Records for the exercise

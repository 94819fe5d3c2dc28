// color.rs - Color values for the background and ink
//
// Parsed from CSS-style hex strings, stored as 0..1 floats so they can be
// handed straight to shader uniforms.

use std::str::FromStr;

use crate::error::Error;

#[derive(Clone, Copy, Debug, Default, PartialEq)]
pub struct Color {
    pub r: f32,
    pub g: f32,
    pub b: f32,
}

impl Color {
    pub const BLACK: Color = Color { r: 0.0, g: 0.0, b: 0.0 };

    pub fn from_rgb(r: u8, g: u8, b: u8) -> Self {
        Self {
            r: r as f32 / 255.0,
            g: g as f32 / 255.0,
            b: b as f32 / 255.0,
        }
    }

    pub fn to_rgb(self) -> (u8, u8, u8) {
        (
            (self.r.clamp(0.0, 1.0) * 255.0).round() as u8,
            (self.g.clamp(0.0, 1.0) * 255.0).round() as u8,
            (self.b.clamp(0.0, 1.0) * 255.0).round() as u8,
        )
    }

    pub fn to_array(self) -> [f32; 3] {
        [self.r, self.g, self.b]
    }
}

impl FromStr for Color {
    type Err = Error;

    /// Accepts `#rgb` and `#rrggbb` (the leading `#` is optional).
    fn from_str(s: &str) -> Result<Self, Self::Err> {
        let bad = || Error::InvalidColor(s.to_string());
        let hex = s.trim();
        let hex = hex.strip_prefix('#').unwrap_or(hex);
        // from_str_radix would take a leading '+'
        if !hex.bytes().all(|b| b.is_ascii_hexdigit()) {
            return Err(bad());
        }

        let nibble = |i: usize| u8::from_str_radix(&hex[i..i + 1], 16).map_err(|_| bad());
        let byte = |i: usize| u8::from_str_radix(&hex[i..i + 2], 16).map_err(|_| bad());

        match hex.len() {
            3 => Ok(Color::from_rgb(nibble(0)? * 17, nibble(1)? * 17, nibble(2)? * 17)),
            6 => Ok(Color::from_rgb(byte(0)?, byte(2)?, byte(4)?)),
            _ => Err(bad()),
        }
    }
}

Work to be completed
Could you transcribe all of the entries exactly, leaving nothing out?

Task solution
repository 94819fe5d3c2dc28
// color.rs - Color values for the background and ink
//
// Parsed from CSS-style hex strings, stored as 0..1 floats so they can be
// handed straight to shader uniforms.

use std::str::FromStr;

use crate::error::Error;

#[derive(Clone, Copy, Debug, Default, PartialEq)]
pub struct Color {
    pub r: f32,
    pub g: f32,
    pub b: f32,
}

impl Color {
    pub const BLACK: Color = Color { r: 0.0, g: 0.0, b: 0.0 };

    pub fn from_rgb(r: u8, g: u8, b: u8) -> Self {
        Self {
            r: r as f32 / 255.0,
            g: g as f32 / 255.0,
            b: b as f32 / 255.0,
        }
    }

    pub fn to_rgb(self) -> (u8, u8, u8) {
        (
            (self.r.clamp(0.0, 1.0) * 255.0).round() as u8,
            (self.g.clamp(0.0, 1.0) * 255.0).round() as u8,
            (self.b.clamp(0.0, 1.0) * 255.0).round() as u8,
        )
    }

    pub fn to_array(self) -> [f32; 3] {
        [self.r, self.g, self.b]
    }
}

impl FromStr for Color {
    type Err = Error;

    /// Accepts `#rgb` and `#rrggbb` (the leading `#` is optional).
    fn from_str(s: &str) -> Result<Self, Self::Err> {
        let bad = || Error::InvalidColor(s.to_string());
        let hex = s.trim();
        let hex = hex.strip_prefix('#').unwrap_or(hex);
        // from_str_radix would take a leading '+'
        if !hex.bytes().all(|b| b.is_ascii_hexdigit()) {
            return Err(bad());
        }

        let nibble = |i: usize| u8::from_str_radix(&hex[i..i + 1], 16).map_err(|_| bad());
        let byte = |i: usize| u8::from_str_radix(&hex[i..i + 2], 16).map_err(|_| bad());

        match hex.len() {
            3 => Ok(Color::from_rgb(nibble(0)? * 17, nibble(1)? * 17, nibble(2)? * 17)),
            6 => Ok(Color::from_rgb(byte(0)?, byte(2)?, byte(4)?)),
            _ => Err(bad()),
        }
    }
}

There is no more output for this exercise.